4 - Coerenza tra politiche UE e nazionali

Un quarto tema è quello della coerenza e convergenza tra politiche della Difesa e altre politiche UE.

Ad esempio, le forze armate europee sono interessate a ridurre i consumi energetici. Questo interesse

coincide perfettamente con gli obiettivi “20-20-20” che spingono l'industria verso maggiore

efficienza e sostenibilità.

Anche per i prodotti della Difesa si deve promuovere un accesso effettivo ai mercati terzi,

nell'ambito di una politica commerciale meno ingenua e attenta alla reciprocità.

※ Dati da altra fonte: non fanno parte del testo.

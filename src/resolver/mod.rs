//! Parameter resolution - the agreement protocol run before any collective
//!
//! Independent workers discover each other and agree on a consistent plan
//! in two phases: group formation (who participates) and instance formation
//! (operation kind, dtype, shape, device ordering). Both phases complete
//! through futures; a worker awaiting `complete_group` is "waiting for the
//! callback" in the classic formulation.

mod local;
mod stub;

pub use local::LocalParamResolver;
pub use stub::StubParamResolver;

use crate::core::errors::{ColexError, Result};
use crate::types::{
    CompleteGroupRequest, CompleteInstanceRequest, DeviceAttributes, GroupMembership, GroupSpec,
    InstanceSpec, ResolvedParams,
};
use async_trait::async_trait;
use std::sync::Arc;
use tokio_util::sync::CancellationToken;

/// Multi-phase agreement protocol for collective parameters.
///
/// Backends: [`LocalParamResolver`] for the real in-process rendezvous,
/// [`StubParamResolver`] for minimal backends that never run collectives.
/// The manager selects one at construction time.
#[async_trait]
pub trait ParamResolver: Send + Sync {
    /// Register the calling device as a member of the target group and wait
    /// until the expected member count is reached. Every participant
    /// resolves with an identical, canonically ordered membership list.
    async fn complete_group(
        &self,
        request: CompleteGroupRequest,
        token: CancellationToken,
    ) -> Result<Arc<GroupMembership>>;

    /// Agree on per-instance parameters across all members of an already
    /// completed group.
    async fn complete_instance(
        &self,
        request: CompleteInstanceRequest,
        token: CancellationToken,
    ) -> Result<ResolvedParams>;

    /// Run both phases for one device: group formation, then instance
    /// formation against the completed group.
    async fn complete_params(
        &self,
        device: DeviceAttributes,
        spec: GroupSpec,
        instance: InstanceSpec,
        token: CancellationToken,
    ) -> Result<ResolvedParams> {
        let group_key = spec.group_key;
        let device_name = device.name.clone();
        self.complete_group(CompleteGroupRequest { device, spec }, token.clone())
            .await?;
        self.complete_instance(
            CompleteInstanceRequest {
                group_key,
                device_name,
                instance,
            },
            token,
        )
        .await
    }

    /// Fail every in-flight and future resolution call with `status`.
    /// Idempotent; the first status wins.
    fn start_abort(&self, status: ColexError);
}
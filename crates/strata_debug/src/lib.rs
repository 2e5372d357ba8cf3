//! Tracing and derivation explanations for strata.
//!
//! This crate provides:
//! - [`Tracer`] - A [`TraceSink`](strata_engine::TraceSink) that buffers and prints reasoner events
//! - [`TraceBuffer`] - Bounded ring of trace records, queryable by round
//! - [`HumanFormatter`] / [`JsonFormatter`] - Trace output formats
//! - [`WhyQuery`] - "Why is this fact here?" over provenance records
//! - [`ObservabilityConfig`] - One place to switch all of the above on

#![warn(missing_docs)]
#![warn(clippy::all)]
#![warn(clippy::pedantic)]

pub mod config;
pub mod explain;
pub mod trace;

pub use config::ObservabilityConfig;
pub use explain::{Explanation, Origin, WhyQuery};
pub use trace::{
    HumanFormatter, JsonFormatter, TraceBuffer, TraceBufferStats, TraceFormatter, TraceOutput,
    TraceRecord, Tracer, TracerConfig,
};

Italia, Spagna e Portogallo hanno trasmesso un “Position paper” sul rafforzamento della politica

europea di Difesa, concordando sull‟urgenza di accrescere visibilità, impatto ed operatività della

strategia europea.

I progetti (civili) europei SESAR e Galileo, ad esempio, vengono presi a modello dagli stessi

Ministeri di Italia, Spagna e Portogallo come strumenti di futura “convergenza tra interessi militari

nazionali e interessi industriali”.

In particolare, SESAR - il sistema unico per la gestione del traffico aereo europeo - offre opportunità

di sviluppare, con successo, maggiori sinergie tra settori civili e militari, consentendo vaste economie

di scala.

In conclusione, si è nel mezzo di un guado, con il rischio di essere travolti dalla piena se non ci si

avvia con decisione verso la sponda di un'Europa più integrata e politica. Un maggiore

coordinamento nella difesa, nel rispetto delle prerogative nazionali, è un passo necessario nella

giusta direzione.

Se è vero che, citando il Vicepresidente americano Joe Biden, l'Europa resta indubbiamente una

"pietra angolare" della strategia di sicurezza USA, è ben noto che gli Alleati americani hanno ormai

altre priorità strategiche, in particolare nel Pacifico; esortando, contestualmente ed apertamente,

l‟Europa ad assumersi maggiori responsabilità ed a meglio ripartire l'onere in seno all'Alleanza

Atlantica. Nel cantiere aperto per un'Europa più politica – che possa portare un giorno agli Stati Uniti

d'Europa – si deve, quindi, lavorare anche per una difesa più integrata: un'Europa politica, costruita a

partire dalla difesa, è stata uno dei grandi disegni di Alcide De Gasperi.